And the question is do models need to be like that. Well one thing to notice is that the posterior probability distribution over hidden states in either a limited anomical system or hidden Markov model is a deterministic function of the data that you've seen so far. That is the inference algorithm for these systems ends up with a probability distribution, and that probability distribution is just a bunch of numbers, and those numbers are a deterministic version of the data so far.

In a recurrent neural network, you get a bunch of numbers that are a deterministic function of the data so far. And it might be a good idea to think of those numbers that constitute the hidden state of a recurrent neural network. They're very like the probability distribution for these simple stochastic models.

So what kinds of behavior can recurrent networks exhibit? Well, they can oscillate. That's obviously good for things like motion control, where when you're walking, for example, you want to know regular oscillation, which is your stride. They can settle to point attractors. That might be good for retrieving memories. And later on in the course we'll look at Hopfield nets where they use the settling to point attractors to store memories.

So the idea is you have a sort of rough idea of what you're trying to retrieve. You then let the system settle down to a stable point and those stable points correspond to the things you know about. And so by settling to that stable point you retrieve a memory. They can also behave chaotically if you set the weights in the appropriate regime. Often, chaotic behavior is bad for information processing, because in information processing, you want to be able to behave reliably if you want to achieve something.
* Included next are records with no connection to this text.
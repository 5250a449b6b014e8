//! Systems own every agent bound to one surface: population sizing, the per-tick update and draw
//! pass, and pooling for transient agents.

pub mod comet;
pub mod mote;
pub mod shimmer;
pub mod spring;
pub mod starfield;
pub mod wave;

pub use comet::CometSystem;
pub use mote::MoteSystem;
pub use shimmer::ShimmerSystem;
pub use spring::{HomeLayout, SpringSystem};
pub use starfield::{Starfield, StarfieldSystem};
pub use wave::WaveSystem;

use crate::agents::{Agent, Tick};
use crate::config::{Density, EngineConfig, SurfaceStyle};
use crate::draw::DrawList;
use crate::foundation::core::{Point, SurfaceGeometry};
use crate::foundation::time::TimeStep;

/// Uniform interface the engine drives every system through.
pub trait ParticleSystem: Send {
    fn style(&self) -> SurfaceStyle;

    fn density(&self) -> Density;

    fn geometry(&self) -> SurfaceGeometry;

    /// Discard the population and rebuild it for `geometry`.
    ///
    /// With `reduced_motion` set the population is left empty and the surface stays clear.
    fn resize(&mut self, geometry: SurfaceGeometry, reduced_motion: bool);

    /// Advance one tick and record this tick's paint into `out` (which is cleared first).
    fn animate(&mut self, step: TimeStep, out: &mut DrawList);

    /// Number of live agents (pooled comets count only while active).
    fn population(&self) -> usize;

    /// Surface-local pointer position, or `None` when the pointer left the surface.
    fn set_pointer(&mut self, _pointer: Option<Point>) {}

    /// Replace the home layout used by the next [`ParticleSystem::resize`].
    fn set_targets(&mut self, _targets: Option<&[Point]>) {}
}

/// Build the system that governs `style`. `seed` seeds the system's private random stream.
pub fn build_system(
    style: SurfaceStyle,
    density: Density,
    cfg: &EngineConfig,
    seed: u64,
    targets: Option<&[Point]>,
) -> Box<dyn ParticleSystem> {
    match style {
        SurfaceStyle::Starlight => Box::new(StarfieldSystem::new(&cfg.stars, density, seed)),
        SurfaceStyle::Nebula => Box::new(CometSystem::new(&cfg.stars, &cfg.comets, density, seed)),
        SurfaceStyle::Motes => Box::new(MoteSystem::new(&cfg.motes, density, seed)),
        SurfaceStyle::Shimmer => Box::new(ShimmerSystem::new(&cfg.shimmer, density, seed)),
        SurfaceStyle::Waves => Box::new(WaveSystem::new(&cfg.waves, density)),
        SurfaceStyle::Hero => {
            let mut sys = SpringSystem::hero(&cfg.hero, density, seed);
            sys.set_targets(targets);
            Box::new(sys)
        }
        SurfaceStyle::Services => {
            let mut sys = SpringSystem::services(&cfg.services, density, seed);
            sys.set_targets(targets);
            Box::new(sys)
        }
    }
}

/// Update then draw every agent in order.
pub(crate) fn step_agents<A: Agent>(
    agents: &mut [A],
    tick: &Tick<'_, A::Params>,
    out: &mut DrawList,
) {
    for agent in agents.iter_mut() {
        agent.update(tick);
        agent.draw(tick.params, out);
    }
}

#[cfg(test)]
#[path = "../../tests/unit/systems.rs"]
mod tests;
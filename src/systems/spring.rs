use super::ParticleSystem;
use crate::agents::{Agent, SpringParticle, Tick};
use crate::config::{Density, SpringFieldParams, SurfaceStyle};
use crate::draw::DrawList;
use crate::foundation::core::{LayoutSize, Point, SurfaceGeometry};
use crate::foundation::math::Rng64;
use crate::foundation::time::TimeStep;

/// Where spring particles make their home.
#[derive(Clone, Debug, Default, PartialEq)]
pub enum HomeLayout {
    /// Random homes inside the surface, count from the density formula.
    #[default]
    Scatter,
    /// Homes taken from a point set (for example a sampled logo mask), subsampled by stride.
    Targets(Vec<Point>),
}

impl HomeLayout {
    /// Resolve into concrete home points for `bounds`.
    pub fn homes(
        &self,
        params: &SpringFieldParams,
        bounds: LayoutSize,
        density: Density,
        rng: &mut Rng64,
    ) -> Vec<Point> {
        if bounds.is_empty() {
            return Vec::new();
        }
        match self {
            HomeLayout::Targets(points) if !points.is_empty() => {
                let max = density
                    .scale_count(params.population.max_count, params.population.light_factor)
                    .max(1);
                let stride = points.len().div_ceil(max);
                points.iter().step_by(stride).copied().collect()
            }
            _ => {
                let count = params.population.count(bounds.area(), density);
                let inset_x = bounds.width * params.home_inset;
                let inset_y = bounds.height * params.home_inset;
                (0..count)
                    .map(|_| {
                        Point::new(
                            rng.range(inset_x, bounds.width - inset_x),
                            rng.range(inset_y, bounds.height - inset_y),
                        )
                    })
                    .collect()
            }
        }
    }
}

/// Interactive field of spring-tethered particles joined by proximity lines.
///
/// Particles start scattered and begin gathering after the converge delay. A preset with a cycle
/// then alternates between gathering and scattering, measured from the end of the delay.
pub struct SpringSystem {
    style: SurfaceStyle,
    params: SpringFieldParams,
    density: Density,
    geometry: SurfaceGeometry,
    seed: u64,
    rng: Rng64,
    layout: HomeLayout,
    particles: Vec<SpringParticle>,
    elapsed_ms: f64,
    pointer: Option<Point>,
}

impl SpringSystem {
    /// Bright hero field.
    pub fn hero(params: &SpringFieldParams, density: Density, seed: u64) -> Self {
        Self::with_style(SurfaceStyle::Hero, params, density, seed)
    }

    /// Ghostly services field.
    pub fn services(params: &SpringFieldParams, density: Density, seed: u64) -> Self {
        Self::with_style(SurfaceStyle::Services, params, density, seed)
    }

    fn with_style(
        style: SurfaceStyle,
        params: &SpringFieldParams,
        density: Density,
        seed: u64,
    ) -> Self {
        Self {
            style,
            params: params.clone(),
            density,
            geometry: SurfaceGeometry::default(),
            seed,
            rng: Rng64::new(seed),
            layout: HomeLayout::Scatter,
            particles: Vec::new(),
            elapsed_ms: 0.0,
            pointer: None,
        }
    }

    pub fn layout(&self) -> &HomeLayout {
        &self.layout
    }

    pub fn particles(&self) -> &[SpringParticle] {
        &self.particles
    }

    /// Whether particles are currently pulled toward their homes.
    pub fn is_gathering(&self) -> bool {
        gathering_at(&self.params, self.elapsed_ms)
    }

    fn draw_links(&self, out: &mut DrawList) {
        let max = self.params.link_distance;
        if max <= 0.0 {
            return;
        }
        for (i, a) in self.particles.iter().enumerate() {
            for b in &self.particles[i + 1..] {
                let d = (a.position() - b.position()).hypot();
                if d >= max {
                    continue;
                }
                let fade = (1.0 - d / max) * a.opacity().min(b.opacity());
                let alpha = fade * self.params.link_alpha;
                out.segment(a.position(), b.position(), self.params.link_width, a.color(), alpha);
            }
        }
    }
}

/// Gather/scatter phase after `elapsed_ms` of animation.
pub fn gathering_at(params: &SpringFieldParams, elapsed_ms: f64) -> bool {
    if elapsed_ms < params.converge_delay_ms {
        return false;
    }
    match params.cycle {
        Some(cycle) => {
            let period = cycle.gather_ms + cycle.scatter_ms;
            if period <= 0.0 {
                return true;
            }
            (elapsed_ms - params.converge_delay_ms) % period < cycle.gather_ms
        }
        None => true,
    }
}

impl ParticleSystem for SpringSystem {
    fn style(&self) -> SurfaceStyle {
        self.style
    }

    fn density(&self) -> Density {
        self.density
    }

    fn geometry(&self) -> SurfaceGeometry {
        self.geometry
    }

    fn resize(&mut self, geometry: SurfaceGeometry, reduced_motion: bool) {
        self.geometry = geometry;
        self.rng = Rng64::new(self.seed);
        self.particles.clear();
        self.elapsed_ms = 0.0;
        if reduced_motion {
            return;
        }
        let bounds = geometry.logical;
        let homes = self.layout.homes(&self.params, bounds, self.density, &mut self.rng);
        self.particles.reserve(homes.len());
        for home in homes {
            let p = SpringParticle::new(home, &self.params, bounds, &mut self.rng);
            self.particles.push(p);
        }
    }

    fn animate(&mut self, step: TimeStep, out: &mut DrawList) {
        out.clear();
        if self.particles.is_empty() {
            return;
        }
        self.elapsed_ms += step.dt_ms;
        let gathering = self.is_gathering();

        let tick = Tick {
            scale: step.scale,
            bounds: self.geometry.logical,
            density: self.density,
            params: &self.params,
            pointer: self.pointer,
            gathering,
        };
        for p in &mut self.particles {
            p.update(&tick);
        }

        self.draw_links(out);
        for p in &self.particles {
            p.draw(&self.params, out);
        }
    }

    fn population(&self) -> usize {
        self.particles.len()
    }

    fn set_pointer(&mut self, pointer: Option<Point>) {
        self.pointer = pointer;
    }

    fn set_targets(&mut self, targets: Option<&[Point]>) {
        self.layout = match targets {
            Some(points) if !points.is_empty() => HomeLayout::Targets(points.to_vec()),
            _ => HomeLayout::Scatter,
        };
    }
}
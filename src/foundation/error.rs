pub type AurumResult<T> = Result<T, AurumError>;

/// Errors surfaced by configuration, raster output and the CLI.
///
/// The per-frame simulation never produces these: degenerate inputs there are absorbed locally.
#[derive(thiserror::Error, Debug)]
pub enum AurumError {
    /// A value failed validation (configuration ranges, geometry limits).
    #[error("validation error: {0}")]
    Validation(String),

    /// Configuration could not be resolved.
    #[error("config error: {0}")]
    Config(String),

    /// The raster backend could not produce a frame.
    #[error("render error: {0}")]
    Render(String),

    /// Configuration (de)serialization failed.
    #[error("serialization error: {0}")]
    Serde(String),

    /// Any other error, with its source preserved.
    #[error(transparent)]
    Other(#[from] anyhow::Error),
}

impl AurumError {
    /// Build an [`AurumError::Validation`].
    pub fn validation(msg: impl Into<String>) -> Self {
        Self::Validation(msg.into())
    }

    /// Build an [`AurumError::Config`].
    pub fn config(msg: impl Into<String>) -> Self {
        Self::Config(msg.into())
    }

    /// Build an [`AurumError::Render`].
    pub fn render(msg: impl Into<String>) -> Self {
        Self::Render(msg.into())
    }

    /// Build an [`AurumError::Serde`].
    pub fn serde(msg: impl Into<String>) -> Self {
        Self::Serde(msg.into())
    }
}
There are some circumstances where it's a good idea. If you're up against a much smarter adversary, you probably can't outwit them, so it might be a good idea just to behave randomly. And one way to get the appearance of randomness is to behave chaotically. One nice thing about RNN's, which, a long time ago, I thought was gonna make them very powerful, is that an RNN could learn to implement lots of little programs, using different subsets of its hidden state. And each of these little programs could capture a nugget of knowledge. And all of these things could run in parallel, and interact with each other in complicated ways.

Unfortunately the computational power of recurrent neural networks makes them very hard to train. For many years, we couldn't exploit the computational power of recurrent neural networks. It was some heroic efforts. For example, Tony Robinson managed to make quite a good speech recognizer using recurrent nets. He had to do a lot of work implementing them on a parallel computer built out of transputers. And it was only recently that people managed to produce recurrent neural networks that outperformed Tony Robinson's

## Training RNNs with backpropagation

### The equvalence between feedforward nets and recurrent nets

Assume that there is a time delay of 1 in using each connection. The recurrent net is just a layered net that keeps reusing the same weights.
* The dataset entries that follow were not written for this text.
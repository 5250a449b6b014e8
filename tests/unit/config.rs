use super::*;

#[test]
fn defaults_validate() {
    EngineConfig::default().validate().unwrap();
}

#[test]
fn style_tags_resolve_with_fallback() {
    assert_eq!(SurfaceStyle::from_tag("nebula"), SurfaceStyle::Nebula);
    assert_eq!(SurfaceStyle::from_tag("  Waves "), SurfaceStyle::Waves);
    assert_eq!(SurfaceStyle::from_tag("gold"), SurfaceStyle::Motes);
    assert_eq!(SurfaceStyle::from_tag("plasma"), SurfaceStyle::FALLBACK);
    assert_eq!(SurfaceStyle::from_tag(""), SurfaceStyle::FALLBACK);
    for style in SurfaceStyle::ALL {
        assert_eq!(SurfaceStyle::from_tag(style.tag()), style);
    }
}

#[test]
fn density_tags_resolve_with_fallback() {
    assert_eq!(Density::from_tag("light"), Density::Light);
    assert_eq!(Density::from_tag("LIGHT"), Density::Light);
    assert_eq!(Density::from_tag("heavy"), Density::Normal);
    assert_eq!(Density::Light.scale_count(150, 0.5), 75);
    assert_eq!(Density::Light.scale_count(41, 0.4), 16);
    assert_eq!(Density::Normal.scale_count(41, 0.4), 41);
}

#[test]
fn density_formula_clamps_and_scales() {
    let cfg = EngineConfig::default();
    assert_eq!(cfg.stars.starlight.count(800.0 * 600.0, Density::Normal), 150);
    assert_eq!(cfg.stars.starlight.count(800.0 * 600.0, Density::Light), 75);
    assert_eq!(cfg.stars.starlight.count(4000.0 * 4000.0, Density::Normal), 550);
    assert_eq!(cfg.motes.population.count(100.0 * 100.0, Density::Normal), 40);
    assert_eq!(cfg.motes.population.count(0.0, Density::Normal), 40);
    // floor(600000 / 12000)
    assert_eq!(cfg.motes.population.count(1000.0 * 600.0, Density::Normal), 50);
    assert_eq!(cfg.motes.population.count(3000.0 * 1000.0, Density::Normal), 200);
    assert_eq!(cfg.stars.nebula.count(f64::NAN, Density::Normal), 0);
}

#[test]
fn partial_json_keeps_defaults() {
    let cfg =
        EngineConfig::from_json_str(r#"{ "seed": 42, "comets": { "pool_size": 6 } }"#).unwrap();
    assert_eq!(cfg.seed, 42);
    assert_eq!(cfg.comets.pool_size, 6);
    assert_eq!(cfg.comets.max_trail, CometParams::default().max_trail);
    assert_eq!(cfg.services, SpringFieldParams::services());
}

#[test]
fn json_round_trips_through_pretty_printer() {
    let cfg = EngineConfig::default();
    let text = cfg.to_json_pretty().unwrap();
    assert_eq!(EngineConfig::from_json_str(&text).unwrap(), cfg);
}

#[test]
fn malformed_json_is_a_serde_error() {
    let err = EngineConfig::from_json_str("{ seed: }").unwrap_err();
    assert!(matches!(err, AurumError::Serde(_)));
}

#[test]
fn validation_rejects_bad_values() {
    let mut cfg = EngineConfig::default();
    cfg.comets.pool_size = 0;
    assert!(matches!(cfg.validate(), Err(AurumError::Validation(_))));

    let mut cfg = EngineConfig::default();
    cfg.hero.damping = 1.2;
    assert!(cfg.validate().is_err());

    let mut cfg = EngineConfig::default();
    cfg.motes.size = Span(2.0, 1.0);
    assert!(cfg.validate().is_err());

    let mut cfg = EngineConfig::default();
    cfg.max_pixel_ratio = f64::NAN;
    assert!(cfg.validate().is_err());

    let mut cfg = EngineConfig::default();
    cfg.shimmer.color = ColorRange::new([200, 100], [0, 1], [0, 1]);
    assert!(cfg.validate().is_err());
}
### Reminder: Backpropagation with weight constraints

It is easy to modify the backprop algorithm to incorporate linear constraints between the weights.

We compute the gradients as usual, and then modify the gradients so that they satisfy the constraints.

• So if the weights started off satisfying the constraints, they will continue to satisfy them.

To constrain : w1 = w2 we need : Δw1 = Δw2 compute :

$$\frac{\partial{}E}{\partial{}w_{1}} and \frac{\partial{}E}{\partial{}w_{2}}$$ use $$\frac{\partial{}E}{\partial{}w_{1}} + \frac{\partial{}E}{\partial{}w_{2}}$$ for w1 and w2

### Backpropagation through time

We can think of the recurrent net as a layered, feed-forward net with shared weights and then train the feed-forward net with weight constraints. We can also think of this training algorithm in the time domain:

• The forward pass builds up a stack of the activities of all the units at each time step.
• The backward pass peels activities off the stack to compute the error derivatives at each time step.
• After the backward pass we add together the derivatives at all the different times for each weight.

### An irritating extra issue

We need to specify the initial activity state of all the hidden and output units. We could just fix these initial states to have some default value like 0.5. But it is better to treat the initial states as learned parameters. We learn them in the same way as we learn the weights.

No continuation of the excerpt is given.